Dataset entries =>
****
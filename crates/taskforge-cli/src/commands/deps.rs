//! Implementation of the `taskforge deps` command.

use serde_json::json;
use tracing::instrument;

use taskforge_core::application::{DependencyResolver, TaskDependencies};

use crate::{cli::DepsArgs, config::AppConfig, error::CliResult, output::OutputManager};

#[instrument(skip_all, fields(project = %args.project.display()))]
pub fn execute(args: DepsArgs, config: AppConfig, output: OutputManager) -> CliResult<()> {
    let search = super::search_paths(&args.search, &config);
    let project = super::load_project(&args.project, &search)?;
    let tasks = super::select_tasks(&project, &args.tasks)?;

    let resolved: Vec<_> = tasks
        .iter()
        .map(|task| (task, DependencyResolver::resolve(&project, task)))
        .collect();

    if output.is_json() {
        let value = resolved
            .iter()
            .map(|(task, deps)| {
                json!({
                    "task": task.name(),
                    "typekits": typekit_entries(deps),
                    "task_libraries": deps.task_library_names(),
                })
            })
            .collect::<Vec<_>>();
        output.json(&serde_json::Value::Array(value))?;
        return Ok(());
    }

    for (task, deps) in &resolved {
        output.header(task.name())?;
        if deps.typekits.is_empty() && deps.task_libraries.is_empty() {
            output.detail("no dependencies")?;
            continue;
        }
        for typekit in &deps.typekits {
            let package = typekit.pkg_name().unwrap_or("-");
            output.detail(&format!("typekit       {} ({package})", typekit.name()))?;
            for dir in typekit.include_dirs() {
                output.detail(&format!("  -I{}", dir.display()))?;
            }
        }
        for library in deps.task_library_names() {
            output.detail(&format!("task library  {library}"))?;
        }
    }
    Ok(())
}

fn typekit_entries(deps: &TaskDependencies) -> Vec<serde_json::Value> {
    deps.typekits
        .iter()
        .map(|typekit| {
            json!({
                "name": typekit.name(),
                "package": typekit.pkg_name(),
                "include_dirs": typekit
                    .include_dirs()
                    .iter()
                    .map(|d| d.display().to_string())
                    .collect::<Vec<_>>(),
            })
        })
        .collect()
}
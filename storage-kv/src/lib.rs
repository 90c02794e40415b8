//! Flat JSON key-value persistence for the CareBook booking core
//!
//! Provides:
//! - An object-safe [`KeyValueStore`] trait over JSON-serializable values
//! - [`MemoryStore`] for in-session state
//! - [`FileStore`] for durable single-document storage
//! - [`FallbackStore`] which degrades to in-memory operation when the
//!   durable layer rejects an operation
//! - The namespaced key layout used by the booking flows ([`keys`])
//!
//! Every persisted value is a `serde_json::Value`; typed access goes through
//! the [`StoreExt`] helpers, which treat malformed stored JSON as absent
//! rather than failing the read path.

pub mod error;
pub mod fallback;
pub mod file;
pub mod keys;
pub mod memory;

pub use error::{StorageError, StorageResult};
pub use fallback::FallbackStore;
pub use file::FileStore;
pub use memory::MemoryStore;

use serde::de::DeserializeOwned;
use serde::Serialize;
use serde_json::Value;

/// Object-safe key-value persistence provider.
///
/// Implementations must treat each `set` as a wholesale replacement of the
/// value under `key`; callers rely on a single `set` being the unit of
/// durability when they persist combined records.
pub trait KeyValueStore: Send + Sync {
    fn get(&self, key: &str) -> StorageResult<Option<Value>>;

    fn set(&self, key: &str, value: Value) -> StorageResult<()>;

    fn remove(&self, key: &str) -> StorageResult<()>;

    /// All stored entries, in unspecified order.
    fn entries(&self) -> StorageResult<Vec<(String, Value)>>;
}

/// Typed helpers layered over any [`KeyValueStore`].
pub trait StoreExt: KeyValueStore {
    /// Read and deserialize a value. A stored value that no longer
    /// deserializes is logged and reported as absent; the read path never
    /// fails on malformed persisted data.
    fn get_json<T: DeserializeOwned>(&self, key: &str) -> StorageResult<Option<T>> {
        match self.get(key)? {
            Some(value) => match serde_json::from_value(value) {
                Ok(parsed) => Ok(Some(parsed)),
                Err(err) => {
                    tracing::warn!(key = key, error = %err, "Discarding malformed stored value");
                    Ok(None)
                }
            },
            None => Ok(None),
        }
    }

    fn set_json<T: Serialize + ?Sized>(&self, key: &str, value: &T) -> StorageResult<()> {
        let encoded = serde_json::to_value(value)?;
        self.set(key, encoded)
    }
}

impl<S: KeyValueStore + ?Sized> StoreExt for S {}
****
About this exercise =>
All the lines above must be output exactly, with none omitted.

Reply =>
filename crates/taskforge-cli/src/commands/deps.rs
//! Implementation of the `taskforge deps` command.

use serde_json::json;
use tracing::instrument;

use taskforge_core::application::{DependencyResolver, TaskDependencies};

use crate::{cli::DepsArgs, config::AppConfig, error::CliResult, output::OutputManager};

#[instrument(skip_all, fields(project = %args.project.display()))]
pub fn execute(args: DepsArgs, config: AppConfig, output: OutputManager) -> CliResult<()> {
    let search = super::search_paths(&args.search, &config);
    let project = super::load_project(&args.project, &search)?;
    let tasks = super::select_tasks(&project, &args.tasks)?;

    let resolved: Vec<_> = tasks
        .iter()
        .map(|task| (task, DependencyResolver::resolve(&project, task)))
        .collect();

    if output.is_json() {
        let value = resolved
            .iter()
            .map(|(task, deps)| {
                json!({
                    "task": task.name(),
                    "typekits": typekit_entries(deps),
                    "task_libraries": deps.task_library_names(),
                })
            })
            .collect::<Vec<_>>();
        output.json(&serde_json::Value::Array(value))?;
        return Ok(());
    }

    for (task, deps) in &resolved {
        output.header(task.name())?;
        if deps.typekits.is_empty() && deps.task_libraries.is_empty() {
            output.detail("no dependencies")?;
            continue;
        }
        for typekit in &deps.typekits {
            let package = typekit.pkg_name().unwrap_or("-");
            output.detail(&format!("typekit       {} ({package})", typekit.name()))?;
            for dir in typekit.include_dirs() {
                output.detail(&format!("  -I{}", dir.display()))?;
            }
        }
        for library in deps.task_library_names() {
            output.detail(&format!("task library  {library}"))?;
        }
    }
    Ok(())
}

fn typekit_entries(deps: &TaskDependencies) -> Vec<serde_json::Value> {
    deps.typekits
        .iter()
        .map(|typekit| {
            json!({
                "name": typekit.name(),
                "package": typekit.pkg_name(),
                "include_dirs": typekit
                    .include_dirs()
                    .iter()
                    .map(|d| d.display().to_string())
                    .collect::<Vec<_>>(),
            })
        })
        .collect()
}
filename storage-kv/src/lib.rs
repository 90c02794e40415b8
//! Flat JSON key-value persistence for the CareBook booking core
//!
//! Provides:
//! - An object-safe [`KeyValueStore`] trait over JSON-serializable values
//! - [`MemoryStore`] for in-session state
//! - [`FileStore`] for durable single-document storage
//! - [`FallbackStore`] which degrades to in-memory operation when the
//!   durable layer rejects an operation
//! - The namespaced key layout used by the booking flows ([`keys`])
//!
//! Every persisted value is a `serde_json::Value`; typed access goes through
//! the [`StoreExt`] helpers, which treat malformed stored JSON as absent
//! rather than failing the read path.

pub mod error;
pub mod fallback;
pub mod file;
pub mod keys;
pub mod memory;

pub use error::{StorageError, StorageResult};
pub use fallback::FallbackStore;
pub use file::FileStore;
pub use memory::MemoryStore;

use serde::de::DeserializeOwned;
use serde::Serialize;
use serde_json::Value;

/// Object-safe key-value persistence provider.
///
/// Implementations must treat each `set` as a wholesale replacement of the
/// value under `key`; callers rely on a single `set` being the unit of
/// durability when they persist combined records.
pub trait KeyValueStore: Send + Sync {
    fn get(&self, key: &str) -> StorageResult<Option<Value>>;

    fn set(&self, key: &str, value: Value) -> StorageResult<()>;

    fn remove(&self, key: &str) -> StorageResult<()>;

    /// All stored entries, in unspecified order.
    fn entries(&self) -> StorageResult<Vec<(String, Value)>>;
}

/// Typed helpers layered over any [`KeyValueStore`].
pub trait StoreExt: KeyValueStore {
    /// Read and deserialize a value. A stored value that no longer
    /// deserializes is logged and reported as absent; the read path never
    /// fails on malformed persisted data.
    fn get_json<T: DeserializeOwned>(&self, key: &str) -> StorageResult<Option<T>> {
        match self.get(key)? {
            Some(value) => match serde_json::from_value(value) {
                Ok(parsed) => Ok(Some(parsed)),
                Err(err) => {
                    tracing::warn!(key = key, error = %err, "Discarding malformed stored value");
                    Ok(None)
                }
            },
            None => Ok(None),
        }
    }

    fn set_json<T: Serialize + ?Sized>(&self, key: &str, value: &T) -> StorageResult<()> {
        let encoded = serde_json::to_value(value)?;
        self.set(key, encoded)
    }
}

impl<S: KeyValueStore + ?Sized> StoreExt for S {}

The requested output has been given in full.